Collected data
▬▬▬▬▬▬▬▬▬▬

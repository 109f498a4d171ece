//! HTTP handlers.

use axum::Json;
use axum::extract::State;
use axum::http::StatusCode;
use axum::response::{IntoResponse, Response};
use serde::Serialize;
use tracing::error;

use crate::version::BuildInfo;
use crate::{Catalog, CatalogRead, Result};

/// Error body returned to the storefront on any upstream failure.
#[derive(Debug, Serialize)]
pub struct ErrorBody {
    pub error: &'static str,
}

#[derive(Debug, Serialize)]
pub struct HealthBody {
    pub status: &'static str,
    pub version: String,
    pub build: BuildInfo,
}

/// GET /api/products
pub async fn products(State(catalog): State<Catalog>) -> Response {
    respond("products", catalog.get_catalog().await)
}

/// GET /api/ingredients
pub async fn ingredients(State(catalog): State<Catalog>) -> Response {
    respond("ingredients", catalog.ingredients().await)
}

/// GET /api/services
pub async fn services(State(catalog): State<Catalog>) -> Response {
    respond("services", catalog.services().await)
}

/// GET /healthz
pub async fn health() -> Json<HealthBody> {
    let build = BuildInfo::current();
    Json(HealthBody {
        status: "ok",
        version: build.to_string(),
        build,
    })
}

fn respond(view: &'static str, result: Result<CatalogRead>) -> Response {
    match result {
        Ok(read) => Json(read).into_response(),
        Err(e) => {
            error!(view, error = %e, "catalog read failed");
            let message = match view {
                "services" => "Unable to fetch services",
                _ => "Unable to fetch products",
            };
            (StatusCode::BAD_GATEWAY, Json(ErrorBody { error: message })).into_response()
        }
    }
}
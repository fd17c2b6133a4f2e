//! Application configuration storage
//!
//! Handles persistent storage of model-service settings and sandbox knobs.
//! The API key may come from the environment instead of the file, so the
//! file can be committed to dotfiles without leaking credentials.

use serde::{Deserialize, Serialize};
use std::path::Path;
use tokio::fs;

use crate::constants::{defaults, env_keys};

/// Sandbox evaluation knobs.
#[derive(Debug, Clone, Serialize, Deserialize)]
pub struct SandboxConfig {
    /// Watchdog timeout for evaluating a unit, in milliseconds.
    #[serde(default = "default_eval_timeout")]
    pub eval_timeout_ms: u64,
}

fn default_eval_timeout() -> u64 {
    defaults::EVAL_TIMEOUT_MS
}

impl Default for SandboxConfig {
    fn default() -> Self {
        Self { eval_timeout_ms: default_eval_timeout() }
    }
}

/// Full application configuration.
#[derive(Debug, Clone, Serialize, Deserialize)]
pub struct AppConfig {
    /// API key for the model service. Environment variables win over this.
    pub api_key: Option<String>,
    /// OpenAI-compatible base URL of the model service.
    #[serde(default = "default_base_url")]
    pub base_url: String,
    /// Model used for simple component requests.
    #[serde(default = "default_simple_model")]
    pub simple_model: String,
    /// Model used for full-application requests.
    #[serde(default = "default_complex_model")]
    pub complex_model: String,
    /// Address the HTTP facade binds to.
    #[serde(default = "default_bind_addr")]
    pub bind_addr: String,
    #[serde(default)]
    pub sandbox: SandboxConfig,
}

fn default_base_url() -> String {
    defaults::BASE_URL.to_string()
}

fn default_simple_model() -> String {
    defaults::SIMPLE_MODEL.to_string()
}

fn default_complex_model() -> String {
    defaults::COMPLEX_MODEL.to_string()
}

fn default_bind_addr() -> String {
    defaults::BIND_ADDR.to_string()
}

impl Default for AppConfig {
    fn default() -> Self {
        Self {
            api_key: None,
            base_url: default_base_url(),
            simple_model: default_simple_model(),
            complex_model: default_complex_model(),
            bind_addr: default_bind_addr(),
            sandbox: SandboxConfig::default(),
        }
    }
}

impl AppConfig {
    /// Load configuration from `<dir>/config.json`, falling back to defaults
    /// when the file does not exist.
    pub async fn load(config_dir: &Path) -> Result<Self, ConfigError> {
        let config_path = config_dir.join("config.json");

        if !config_path.exists() {
            return Ok(Self::default());
        }

        let contents = fs::read_to_string(&config_path).await.map_err(ConfigError::Io)?;
        serde_json::from_str(&contents).map_err(ConfigError::Parse)
    }

    /// Save configuration to `<dir>/config.json`.
    pub async fn save(&self, config_dir: &Path) -> Result<(), ConfigError> {
        fs::create_dir_all(config_dir).await.map_err(ConfigError::Io)?;

        let config_path = config_dir.join("config.json");
        let contents = serde_json::to_string_pretty(self).map_err(ConfigError::Serialize)?;

        fs::write(&config_path, contents).await.map_err(ConfigError::Io)?;
        log::info!("configuration saved to {:?}", config_path);
        Ok(())
    }

    /// The effective API key: environment first, then the config file.
    pub fn effective_api_key(&self) -> Option<String> {
        std::env::var(env_keys::API_KEY)
            .or_else(|_| std::env::var(env_keys::API_KEY_FALLBACK))
            .ok()
            .or_else(|| self.api_key.clone())
    }
}

/// Configuration errors
#[derive(Debug, thiserror::Error)]
pub enum ConfigError {
    #[error("IO error: {0}")]
    Io(#[from] std::io::Error),
    #[error("failed to parse config: {0}")]
    Parse(serde_json::Error),
    #[error("failed to serialize config: {0}")]
    Serialize(serde_json::Error),
}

▬▬▬▬▬▬▬▬▬▬

Task description:
Reproduce only this range: the first line of the data above through the line with "pub async fn products(State(catalog): State<Catalog>)", both included, exactly as written.

Solution:
repository 109f498a4d171ece
//! HTTP handlers.

use axum::Json;
use axum::extract::State;
use axum::http::StatusCode;
use axum::response::{IntoResponse, Response};
use serde::Serialize;
use tracing::error;

use crate::version::BuildInfo;
use crate::{Catalog, CatalogRead, Result};

/// Error body returned to the storefront on any upstream failure.
#[derive(Debug, Serialize)]
pub struct ErrorBody {
    pub error: &'static str,
}

#[derive(Debug, Serialize)]
pub struct HealthBody {
    pub status: &'static str,
    pub version: String,
    pub build: BuildInfo,
}

/// GET /api/products
pub async fn products(State(catalog): State<Catalog>) -> Response {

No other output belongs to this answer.